Scan the records for lines with the word "slots", and copy every such line.

◆ ◆ ◆ ◆ ◆

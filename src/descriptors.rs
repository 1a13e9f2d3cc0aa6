//! Service descriptors for introspection and diagnostics.

use crate::lifetime::Lifetime;
use crate::token::Token;

/// Service descriptor for introspection and diagnostics
///
/// A snapshot of one registration: which token, under which lifetime. Values
/// and factories stay inside the registry.
///
/// # Examples
///
/// ```rust
/// use keyed_di::{Lifetime, Registry, Symbol};
///
/// let mut registry = Registry::new();
/// registry
///     .set("config", "prod")?
///     .set_lazy(Symbol::new("pool"), |_| Ok(4usize))?
///     .set_transient("id", |_| Ok(1u64))?;
///
/// let descriptors = registry.descriptors();
/// assert_eq!(descriptors.len(), 3);
///
/// let lazy = descriptors
///     .iter()
///     .filter(|d| d.lifetime == Lifetime::Lazy)
///     .count();
/// assert_eq!(lazy, 1);
///
/// let config = descriptors.iter().find(|d| d.is_named("config")).unwrap();
/// assert_eq!(config.lifetime, Lifetime::Singleton);
/// # Ok::<(), keyed_di::DiError>(())
/// ```
#[derive(Debug, Clone, PartialEq, Eq)]
pub struct ServiceDescriptor {
    /// The service token
    pub token: Token,
    /// Service lifetime
    pub lifetime: Lifetime,
}

impl ServiceDescriptor {
    /// Whether the token is the string `name`.
    pub fn is_named(&self, name: &str) -> bool {
        self.token.as_name() == Some(name)
    }

    /// Whether resolving this service runs a factory.
    pub fn has_factory(&self) -> bool {
        self.lifetime != Lifetime::Singleton
    }
}
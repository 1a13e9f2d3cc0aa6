use keyed_di::{Registry, Scope};
use std::sync::atomic::{AtomicU32, Ordering};
use std::sync::Arc;

fn counting_registry() -> (Registry, Arc<AtomicU32>, Arc<AtomicU32>) {
    let lazy_calls = Arc::new(AtomicU32::new(0));
    let scoped_calls = Arc::new(AtomicU32::new(0));
    let lazy = lazy_calls.clone();
    let scoped = scoped_calls.clone();

    let mut registry = Registry::new();
    registry
        .set_lazy("pool", move |_| Ok(lazy.fetch_add(1, Ordering::SeqCst)))
        .unwrap()
        .set_scoped("request", move |_| Ok(scoped.fetch_add(1, Ordering::SeqCst)))
        .unwrap();
    (registry, lazy_calls, scoped_calls)
}

fn read(scope: &Scope, token: &'static str) -> u32 {
    *scope.get(token).unwrap().unwrap().ready_as::<u32>().unwrap()
}

#[test]
fn test_scoped_is_stable_within_scope() {
    let (registry, _, scoped_calls) = counting_registry();
    let scope = registry.build().create_scope();

    let first = scope.get("request").unwrap().unwrap();
    let second = scope.get("request").unwrap().unwrap();

    assert!(first.ptr_eq(&second));
    assert_eq!(scoped_calls.load(Ordering::SeqCst), 1);
}

#[test]
fn test_sibling_scopes_are_isolated() {
    let (registry, _, scoped_calls) = counting_registry();
    let root = registry.build();
    let a = root.create_scope();
    let b = root.create_scope();

    assert_ne!(read(&a, "request"), read(&b, "request"));
    assert_eq!(scoped_calls.load(Ordering::SeqCst), 2);
    assert!(a.is_cached("request"));
    assert!(b.is_cached("request"));
    assert!(!root.is_cached("request"));
}

#[test]
fn test_root_resolves_scoped_in_its_own_cache() {
    let (registry, _, _) = counting_registry();
    let root = registry.build();
    let child = root.create_scope();

    assert_ne!(read(&root, "request"), read(&child, "request"));
    assert!(root.is_cached("request"));
}

#[test]
fn test_lazy_is_shared_by_the_whole_tree() {
    let (registry, lazy_calls, _) = counting_registry();
    let root = registry.build();
    let grandchild = root.create_scope().create_scope();
    let sibling = root.create_scope();

    let from_grandchild = grandchild.get("pool").unwrap().unwrap();
    let from_sibling = sibling.get("pool").unwrap().unwrap();
    let from_root = root.get("pool").unwrap().unwrap();

    assert!(from_grandchild.ptr_eq(&from_sibling));
    assert!(from_grandchild.ptr_eq(&from_root));
    assert_eq!(lazy_calls.load(Ordering::SeqCst), 1);

    // Lazy entries live in the root only
    assert!(root.is_cached("pool"));
    assert!(!grandchild.is_cached("pool"));
}

#[test]
fn test_separate_roots_do_not_share_lazy() {
    let (registry, lazy_calls, _) = counting_registry();
    let first = registry.build();
    let second = registry.build();

    assert_ne!(read(&first, "pool"), read(&second, "pool"));
    assert_eq!(lazy_calls.load(Ordering::SeqCst), 2);
}

#[test]
fn test_scope_tree_navigation() {
    let root = Registry::new().build();
    let child = root.create_scope();
    let grandchild = child.create_scope();

    assert!(root.is_root());
    assert!(!child.is_root());
    assert!(grandchild.root().ptr_eq(&root));
    assert!(child.root().ptr_eq(&root));
    assert!(root.root().ptr_eq(&root));
    assert!(!child.ptr_eq(&grandchild));
    assert!(child.clone().ptr_eq(&child));
}

#[test]
fn test_lazy_factory_receives_requesting_scope() {
    let mut registry = Registry::new();
    registry
        .set_scoped("tenant", |scope: &Scope| Ok(scope.is_root()))
        .unwrap()
        .set_lazy("tenant_snapshot", |scope: &Scope| {
            let tenant = scope.get("tenant")?.ok_or("tenant missing")?;
            Ok(*tenant.ready_as::<bool>().ok_or("tenant has the wrong type")?)
        })
        .unwrap();

    let root = registry.build();
    let child = root.create_scope();

    let snapshot = child.get("tenant_snapshot").unwrap().unwrap();
    // Built from the child's scoped value, cached in the root
    assert!(!*snapshot.ready_as::<bool>().unwrap());
    assert!(child.is_cached("tenant"));
    assert!(!root.is_cached("tenant"));
    assert!(root.is_cached("tenant_snapshot"));
}

#[test]
fn test_clear_cache_rebuilds_on_next_get() {
    let (registry, _, scoped_calls) = counting_registry();
    let scope = registry.build().create_scope();

    let before = read(&scope, "request");
    assert!(scope.clear_cache("request"));
    assert!(!scope.clear_cache("request"));
    let after = read(&scope, "request");

    assert_ne!(before, after);
    assert_eq!(scoped_calls.load(Ordering::SeqCst), 2);
}

#[test]
fn test_clearing_lazy_from_child_is_a_no_op() {
    let (registry, lazy_calls, _) = counting_registry();
    let root = registry.build();
    let child = root.create_scope();

    read(&child, "pool");
    assert!(!child.clear_cache("pool"));
    read(&child, "pool");
    assert_eq!(lazy_calls.load(Ordering::SeqCst), 1);

    assert!(root.clear_cache("pool"));
    read(&child, "pool");
    assert_eq!(lazy_calls.load(Ordering::SeqCst), 2);
}

#[test]
fn test_clear_all_cache() {
    let (registry, _, _) = counting_registry();
    let root = registry.build();

    read(&root, "pool");
    read(&root, "request");
    assert_eq!(root.cache_size(), 2);

    root.clear_all_cache();
    assert_eq!(root.cache_size(), 0);
    assert!(!root.is_cached("pool"));
}

#[test]
fn test_singletons_never_enter_a_cache() {
    let mut registry = Registry::new();
    registry.set("cfg", 1u8).unwrap();
    let scope = registry.build();

    scope.get("cfg").unwrap();
    assert_eq!(scope.cache_size(), 0);
    assert!(!scope.is_cached("cfg"));
}

struct Session;

#[test]
fn test_dropped_scope_releases_unawaited_future() {
    let session = Arc::new(Session);
    let weak = Arc::downgrade(&session);

    let mut registry = Registry::new();
    registry
        .set_scoped_async("session", move |_| {
            let session = session.clone();
            async move { Ok(session) }
        })
        .unwrap();

    let root = registry.build();
    let child = root.create_scope();
    let pending = child.get("session").unwrap().unwrap();
    assert!(pending.is_pending());

    drop(pending);
    drop(child);
    drop(root);
    drop(registry);
    assert!(weak.upgrade().is_none());
}

#[test]
fn test_clearing_releases_future_that_holds_its_scope() {
    let session = Arc::new(Session);
    let weak = Arc::downgrade(&session);

    let mut registry = Registry::new();
    registry
        .set_scoped_async("report", move |scope: &Scope| {
            let scope = scope.clone();
            let session = session.clone();
            async move {
                let _ = scope.cache_size();
                Ok(session)
            }
        })
        .unwrap();

    let root = registry.build();
    let child = root.create_scope();
    drop(child.get("report").unwrap());

    // The future owns a handle to `child`, so only clearing breaks the loop
    child.clear_all_cache();
    drop(child);
    drop(root);
    drop(registry);
    assert!(weak.upgrade().is_none());
}
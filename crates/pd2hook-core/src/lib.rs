//! # pd2hook-core
//!
//! Core library for retrofitting behavior onto a running native process.
//!
//! This crate provides:
//! - Masked byte-signature matching and a one-shot signature registry
//! - Typed function-pointer slots for the resolved symbols
//! - Reversible detours on function-pointer slots
//! - Typed event queues drained on the host's own thread

pub mod config;
pub mod detour;
pub mod error;
pub mod event;
pub mod memory;
pub mod prelude;
pub mod runtime;
pub mod signature;
pub mod symbol;

pub use config::{FailurePolicy, RuntimeConfig, RuntimeConfigBuilder};
pub use detour::{Detour, DetourState, DetourTarget};
pub use error::{Error, Result};
pub use event::{EventFunction, EventItem, EventQueue, EventQueueMaster, ProcessEvents};
pub use memory::{BufferRegion, CodeRegion, HostModule};
pub use runtime::HookRuntime;
pub use signature::{
    Pattern, SearchReport, SignatureDef, SignatureRegistry, SignatureRequest,
    SignatureResolution, SignatureSet, find, find_all, find_position, format_pattern,
    load_signatures, parse_mask, parse_pattern, save_signatures,
};
pub use symbol::{AddressSlot, CallConv, FnPtr, FunctionSlot, SlotHandle, SlotTarget};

◆ ◆ ◆ ◆ ◆

(SOLUTION TO THIS EXERCISE)
//! - Typed function-pointer slots for the resolved symbols
//! - Reversible detours on function-pointer slots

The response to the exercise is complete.